The Climate Change Conference has created an aura of anticipation with many betting against its success and others holding on to the hope that this round might advance a concerted commitment to the climate change process. This tension has inspired two Think Tanks, the Carnegie Endowment for International Peace and Chatham House, to address the prospects for the success of the conference, as well as the obstacles that it will need to overcome. In a report entitled The Darkest Hour, Chatham house is able to highlight the issues that have created problems for agreement in the past, and which might rise up again in the December conference. Most importantly, this report echoes the work of the Carnegie Foundation, which also highlights the importance of a US-China initiative, as well as the necessary incentives that are demanded by developing countries for which reform is more economically challenging.
The Copenhagen summit caps two years of negotiations on a global climate change treaty to replace the UN’s1997 Kyoto protocol on carbon dioxide emissions. Two of the most important players in climate change advancement are the U.S. and China, and much speculation has come about with respect to their willingness to commit to levels that other countries would find reassuring.
Interestingly, both Think Tanks recognize that the new American administration, which is overwhelmed with domestic challenges, is being expected to devise a very difficult deal that, without significant Chinese commitments, will not be accepted by the Senate. This perspective highlights the tautological nature of the tension between China and the US in the context of this conference, as the commitment of one country depends on the commitment of the other.
According to the Carnegie Endowment, for these two countries to become leaders in the conference, specific tactics need to be implemented in the negotiations. For one, the organization has highlighted the necessity of dividing the talks into phases that set a basic structure, which would give both countries both more time to settle disagreements.
A second problematic subject amongst the different “interests groups” involved in the conference is the role the north-south divide plays in the negotiations. The importance of an American commitment to help finance the involvement of developing countries is addressed by both reports. However, they also note that the degree to which the north-south divide impact the negotiations is more extensive. Developing countries say industrialized nations should carry most of the burden, because they argue, limits on their emissions would hamper their economic growth. In the context of an economic downturn, these beliefs may carry more weight than they have in the past.

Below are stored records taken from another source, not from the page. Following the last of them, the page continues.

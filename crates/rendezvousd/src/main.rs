//! Binary entry point for `rendezvousd`.

use std::io;
use std::process::ExitCode;

use ortho_config::OrthoConfig;
use rendezvous_config::Config;
use rendezvousd::{LaunchError, report_outcome, run_server};

fn main() -> ExitCode {
    let result = Config::load()
        .map_err(LaunchError::from)
        .and_then(|config| run_server(&config));
    let code = report_outcome(&result, &mut io::stdout(), &mut io::stderr());
    ExitCode::from(code)
}
//! Connection accounting and the inactivity timer.
//!
//! The counter, the idle timestamp and the timer all live behind one mutex,
//! so opening a connection, closing one and the timer checking its deadline
//! are serialised against each other.

use std::io;
use std::sync::{Arc, Condvar, Mutex, MutexGuard, PoisonError};
use std::thread::{self, JoinHandle};
use std::time::{Duration, Instant};

use tracing::debug;

use super::SERVER_TARGET;
use super::coordinator::{ShutdownCause, ShutdownTrigger};

#[derive(Debug)]
struct Activity {
    active: usize,
    idle_since: Option<Instant>,
    stopped: bool,
}

#[derive(Debug)]
struct Shared {
    activity: Mutex<Activity>,
    changed: Condvar,
    timeout: Duration,
}

impl Shared {
    fn lock(&self) -> MutexGuard<'_, Activity> {
        self.activity.lock().unwrap_or_else(PoisonError::into_inner)
    }
}

/// Tracks active connections and raises an inactivity timeout.
#[derive(Debug, Clone)]
pub struct ActivityTracker {
    shared: Arc<Shared>,
}

impl ActivityTracker {
    /// Builds a tracker whose idle countdown starts immediately.
    #[must_use]
    pub fn new(timeout: Duration) -> Self {
        Self {
            shared: Arc::new(Shared {
                activity: Mutex::new(Activity {
                    active: 0,
                    idle_since: Some(Instant::now()),
                    stopped: false,
                }),
                changed: Condvar::new(),
                timeout,
            }),
        }
    }

    /// Records a new connection and cancels any pending countdown. The
    /// connection counts as active until the returned guard is dropped.
    #[must_use]
    pub fn connection_opened(&self) -> ConnectionGuard {
        let mut activity = self.shared.lock();
        activity.active += 1;
        activity.idle_since = None;
        drop(activity);
        self.shared.changed.notify_all();
        ConnectionGuard {
            shared: Arc::clone(&self.shared),
        }
    }

    /// Number of currently open connections.
    #[must_use]
    pub fn active_connections(&self) -> usize {
        self.shared.lock().active
    }

    /// Stops the timer without raising a cause.
    pub fn stop(&self) {
        self.shared.lock().stopped = true;
        self.shared.changed.notify_all();
    }

    /// Spawns the timer thread that fires `trigger` once the server has
    /// been idle for the full timeout.
    pub(super) fn spawn_timer(&self, trigger: ShutdownTrigger) -> io::Result<JoinHandle<()>> {
        let shared = Arc::clone(&self.shared);
        thread::Builder::new()
            .name("rendezvous-inactivity".to_owned())
            .spawn(move || run_timer(&shared, &trigger))
    }
}

fn run_timer(shared: &Shared, trigger: &ShutdownTrigger) {
    let mut activity = shared.lock();
    loop {
        if activity.stopped {
            return;
        }
        match activity.idle_since {
            None => {
                activity = shared
                    .changed
                    .wait(activity)
                    .unwrap_or_else(PoisonError::into_inner);
            }
            Some(since) => {
                let idle = since.elapsed();
                if idle >= shared.timeout {
                    // Stop and send under the same guard as connection accounting.
                    activity.stopped = true;
                    trigger.trigger(ShutdownCause::InactivityTimeout);
                    drop(activity);
                    debug!(
                        target: SERVER_TARGET,
                        idle_ms = u64::try_from(idle.as_millis()).unwrap_or(u64::MAX),
                        "inactivity timeout reached"
                    );
                    return;
                }
                activity = shared
                    .changed
                    .wait_timeout(activity, shared.timeout - idle)
                    .unwrap_or_else(PoisonError::into_inner)
                    .0;
            }
        }
    }
}

/// Marks one connection as active for as long as it lives.
#[derive(Debug)]
pub struct ConnectionGuard {
    shared: Arc<Shared>,
}

impl Drop for ConnectionGuard {
    fn drop(&mut self) {
        let mut activity = self.shared.lock();
        activity.active = activity.active.saturating_sub(1);
        if activity.active == 0 {
            activity.idle_since = Some(Instant::now());
        }
        drop(activity);
        self.shared.changed.notify_all();
    }
}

Similar tensions between developed and developing countries have not been addressed until now. This conflict is centred on the division of responsibilities. According to both Think Tanks, while industrialized countries are willing to help developing nations, their willingness to compensate for their status as a developed country ends there. “They believe developing countries stand to lose the most from failure and know the problem cannot be solved with out more action by them.”
It has been suggested that a possible solution for the differences between industrialized nations and developing ones, is a side agreement that would allow different countries to take varied degrees of action. Such an agreement would delineate options that would correspond to the level of development of the country, and would include a financial clause.
This suggestion is an important possibility to consider if it is to represent the difference between commitment and abandonment on the part of developing states. However, neither report addresses the details that such a commitment would entail. Understandably, it is difficult to estimate how such a plan would be put into place. However, suggestions such as these highlight that there is a tendency towards contradiction amongst the organizations that recommend tactics for the conference. As the idea of a side agreement with detailed expectations for specific countries contradicts the aim of allowing the Copenhagen conference to be the framework for details that are to be filled in at a later date.
However, not all aspects of the Conference appear problematic. There is significant agreement on cap, trade and offset mechanisms. This mechanism has already allowed countries to meet binding limits by trading allowances or investing in projects elsewhere that reduce emissions. The project, pioneered by the US in the 60s, is the basis of the EU policy that has created a surge of investment in emission reduction projects around the world.
This mechanism is popular as it engages developing countries and promotes private finance to achieve the goals of climate change , including decarbonisation and sustainable development. This specific mechanisms, along with other recent positive signals from the new governments of the US and Japan, could go a long way in advancing the aims of the conference.